[Material provided]
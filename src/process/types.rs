/*!
 * Process Types
 * Simulated process record and lifecycle state
 */

use crate::core::types::{Pid, Priority, Tick};
use serde::{Deserialize, Serialize};

/// Process state
#[derive(Debug, Clone, Copy, PartialEq, Eq, Hash, Serialize, Deserialize)]
#[serde(rename_all = "snake_case")]
pub enum ProcessState {
    /// Added to the simulation, arrival tick not reached yet
    New,
    /// Admitted into the scheduler's ready set
    Ready,
    /// Currently holding the CPU
    Running,
    /// All work done and reported
    Terminated,
}

impl ProcessState {
    #[inline]
    pub const fn as_str(&self) -> &'static str {
        match self {
            Self::New => "new",
            Self::Ready => "ready",
            Self::Running => "running",
            Self::Terminated => "terminated",
        }
    }
}

/// A unit of simulated CPU work
///
/// Identity and inputs are fixed at construction. Only `state` and
/// `remaining_time` change afterwards, through the setters below.
#[derive(Debug, Clone, PartialEq, Eq, Serialize)]
pub struct Process {
    pid: Pid,
    arrival_time: Tick,
    burst_time: Tick,
    priority: Priority,
    remaining_time: Tick,
    state: ProcessState,
}

impl Process {
    #[inline]
    #[must_use]
    pub fn new(pid: Pid, arrival_time: Tick, burst_time: Tick, priority: Priority) -> Self {
        Self {
            pid,
            arrival_time,
            burst_time,
            priority,
            remaining_time: burst_time,
            state: ProcessState::New,
        }
    }

    #[inline(always)]
    pub const fn pid(&self) -> Pid {
        self.pid
    }

    #[inline(always)]
    pub const fn arrival_time(&self) -> Tick {
        self.arrival_time
    }

    #[inline(always)]
    pub const fn burst_time(&self) -> Tick {
        self.burst_time
    }

    #[inline(always)]
    pub const fn priority(&self) -> Priority {
        self.priority
    }

    #[inline(always)]
    pub const fn remaining_time(&self) -> Tick {
        self.remaining_time
    }

    #[inline(always)]
    pub const fn state(&self) -> ProcessState {
        self.state
    }

    /// Ticks of work already executed
    #[inline]
    pub const fn executed_time(&self) -> Tick {
        self.burst_time - self.remaining_time
    }

    #[inline]
    pub const fn is_finished(&self) -> bool {
        self.remaining_time == 0
    }

    #[inline]
    pub fn set_state(&mut self, state: ProcessState) {
        self.state = state;
    }

    /// Set remaining work, clamped to the burst time
    #[inline]
    pub fn set_remaining_time(&mut self, remaining: Tick) {
        self.remaining_time = remaining.min(self.burst_time);
    }

    /// Execute one tick of work (floors at zero)
    #[inline]
    pub fn decrement_remaining_time(&mut self) {
        self.remaining_time = self.remaining_time.saturating_sub(1);
    }

    /// Restore the freshly-added state
    pub(crate) fn reset(&mut self) {
        self.remaining_time = self.burst_time;
        self.state = ProcessState::New;
    }
}
/*!
 * Simulator
 * Discrete-tick driver that feeds a scheduler and measures the outcome
 */

use crate::config::SimConfig;
use crate::core::types::{Pid, Priority, Tick};
use crate::process::ProcessTable;
use crate::scheduler::{self, Algorithm, Scheduler};
use crate::workload::Workload;
use tracing::debug;

pub mod events;
mod run;
pub mod stats;

pub use events::{EventKind, Segment, Timeline, TimelineEvent};
pub use stats::{CompletionRecord, SimulationStats};

/// Single-CPU scheduling simulation
///
/// Owns every process for the whole run; the scheduler only ever sees
/// pids and the process it is asked about. Runs are deterministic and
/// repeatable: each call to [`Simulator::run`] starts from a clean clock.
pub struct Simulator {
    scheduler: Box<dyn Scheduler>,
    processes: ProcessTable,
    context_switch_overhead: Tick,
    clock: Tick,
    timeline: Timeline,
    completions: Vec<CompletionRecord>,
}

impl Simulator {
    /// Create a simulator around an already-built scheduler
    pub fn new(scheduler: Box<dyn Scheduler>, context_switch_overhead: Tick) -> Self {
        Self {
            scheduler,
            processes: ProcessTable::new(),
            context_switch_overhead,
            clock: 0,
            timeline: Timeline::new(),
            completions: Vec::new(),
        }
    }

    pub fn with_algorithm(algorithm: Algorithm, context_switch_overhead: Tick) -> Self {
        Self::new(scheduler::build(algorithm), context_switch_overhead)
    }

    pub fn from_config(config: &SimConfig) -> Self {
        Self::with_algorithm(config.algorithm, config.context_switch_overhead)
    }

    /// Add a process and return its pid
    ///
    /// `burst_time` must be positive; workloads are validated before they
    /// reach this point.
    pub fn add_process(&mut self, arrival_time: Tick, burst_time: Tick, priority: Priority) -> Pid {
        debug_assert!(burst_time > 0, "burst time must be positive");
        let pid = self.processes.spawn(arrival_time, burst_time, priority);
        debug!(pid, arrival_time, burst_time, priority, "process added");
        pid
    }

    /// Add every process of a workload, in order
    pub fn add_workload(&mut self, workload: &Workload) {
        for spec in workload.iter() {
            self.add_process(spec.arrival_time, spec.burst_time, spec.priority);
        }
    }

    /// Clock value at the end of the last run
    #[inline]
    pub fn current_time(&self) -> Tick {
        self.clock
    }

    #[inline]
    pub fn context_switch_overhead(&self) -> Tick {
        self.context_switch_overhead
    }

    pub fn scheduler_name(&self) -> &str {
        self.scheduler.name()
    }

    pub fn processes(&self) -> &ProcessTable {
        &self.processes
    }

    pub fn timeline(&self) -> &Timeline {
        &self.timeline
    }

    /// Finished processes of the last run, in completion order
    pub fn completions(&self) -> &[CompletionRecord] {
        &self.completions
    }

    pub fn len(&self) -> usize {
        self.processes.len()
    }

    pub fn is_empty(&self) -> bool {
        self.processes.is_empty()
    }
}

#[cfg(test)]
mod tests {
    use super::*;
    use crate::process::ProcessState;
    use crate::scheduler::TimeQuantum;

    fn rr(q: i64) -> Algorithm {
        Algorithm::RoundRobin {
            quantum: TimeQuantum::new(q).unwrap(),
        }
    }

    #[test]
    fn test_empty_workload() {
        let mut sim = Simulator::with_algorithm(Algorithm::Fcfs, 0);
        let stats = sim.run();
        assert_eq!(stats, SimulationStats::default());
        assert!(sim.timeline().is_empty());
        assert_eq!(sim.current_time(), 0);
    }

    #[test]
    fn test_single_process() {
        let mut sim = Simulator::with_algorithm(Algorithm::Fcfs, 0);
        sim.add_process(0, 5, 1);
        let stats = sim.run();

        assert_eq!(stats.completed_processes, 1);
        assert_eq!(stats.avg_waiting_time, 0.0);
        assert_eq!(stats.avg_turnaround_time, 5.0);
        assert_eq!(stats.avg_response_time, 0.0);
        assert_eq!(stats.total_context_switches, 0);
        assert_eq!(sim.current_time(), 5);
        assert_eq!(
            sim.processes().get(1).map(|p| p.state()),
            Some(ProcessState::Terminated)
        );
    }

    #[test]
    fn test_idle_gap_before_late_arrival() {
        let mut sim = Simulator::with_algorithm(Algorithm::Fcfs, 0);
        sim.add_process(3, 2, 0);
        let stats = sim.run();

        assert_eq!(stats.avg_turnaround_time, 2.0);
        assert_eq!(stats.total_ticks, 5);
        assert_eq!(stats.busy_ticks, 2);
        assert_eq!(sim.timeline().events()[0].tick, 3);
    }

    #[test]
    fn test_round_robin_interleaves() {
        let mut sim = Simulator::with_algorithm(rr(2), 0);
        sim.add_process(0, 3, 0);
        sim.add_process(0, 3, 0);
        sim.run();

        assert_eq!(sim.timeline().dispatch_order(), vec![1, 2, 1, 2]);
        assert_eq!(sim.timeline().completion_order(), vec![1, 2]);
        let finish: Vec<Tick> = sim.completions().iter().map(|c| c.completion_time).collect();
        assert_eq!(finish, vec![5, 6]);
    }

    #[test]
    fn test_context_switch_overhead() {
        let mut sim = Simulator::with_algorithm(Algorithm::Fcfs, 1);
        sim.add_process(0, 2, 0);
        sim.add_process(0, 2, 0);
        let stats = sim.run();

        // switch(0) run(1,2) switch(3) run(4,5)
        assert_eq!(stats.total_context_switches, 2);
        assert_eq!(stats.total_ticks, 6);
        assert_eq!(stats.busy_ticks, 4);
        let turnaround: Vec<Tick> = sim.completions().iter().map(|c| c.turnaround_time).collect();
        assert_eq!(turnaround, vec![3, 6]);
        assert_eq!(sim.completions()[1].response_time, 4);
    }

    #[test]
    fn test_zero_overhead_counts_no_switches() {
        let mut sim = Simulator::with_algorithm(rr(1), 0);
        sim.add_process(0, 3, 0);
        sim.add_process(0, 3, 0);
        let stats = sim.run();
        assert_eq!(stats.total_context_switches, 0);
        assert_eq!(stats.completed_processes, 2);
    }

    #[test]
    fn test_rerun_is_identical() {
        let mut sim = Simulator::with_algorithm(Algorithm::Priority { preemptive: true }, 1);
        sim.add_process(0, 4, 3);
        sim.add_process(1, 2, 1);
        sim.add_process(2, 3, 2);
        let first = sim.run();
        let first_events = sim.timeline().clone();
        let second = sim.run();

        assert_eq!(first, second);
        assert_eq!(first_events.events(), sim.timeline().events());
    }
}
[/Material provided]
- [Your task]
The reply should consist solely of the lines above from the one that has "pub const fn burst_time(&self)" through the one that has "pub fn set_remaining_time(&mut", reproduced exactly.

- [Result of the task]
    pub const fn burst_time(&self) -> Tick {
        self.burst_time
    }

    #[inline(always)]
    pub const fn priority(&self) -> Priority {
        self.priority
    }

    #[inline(always)]
    pub const fn remaining_time(&self) -> Tick {
        self.remaining_time
    }

    #[inline(always)]
    pub const fn state(&self) -> ProcessState {
        self.state
    }

    /// Ticks of work already executed
    #[inline]
    pub const fn executed_time(&self) -> Tick {
        self.burst_time - self.remaining_time
    }

    #[inline]
    pub const fn is_finished(&self) -> bool {
        self.remaining_time == 0
    }

    #[inline]
    pub fn set_state(&mut self, state: ProcessState) {
        self.state = state;
    }

    /// Set remaining work, clamped to the burst time
    #[inline]
    pub fn set_remaining_time(&mut self, remaining: Tick) {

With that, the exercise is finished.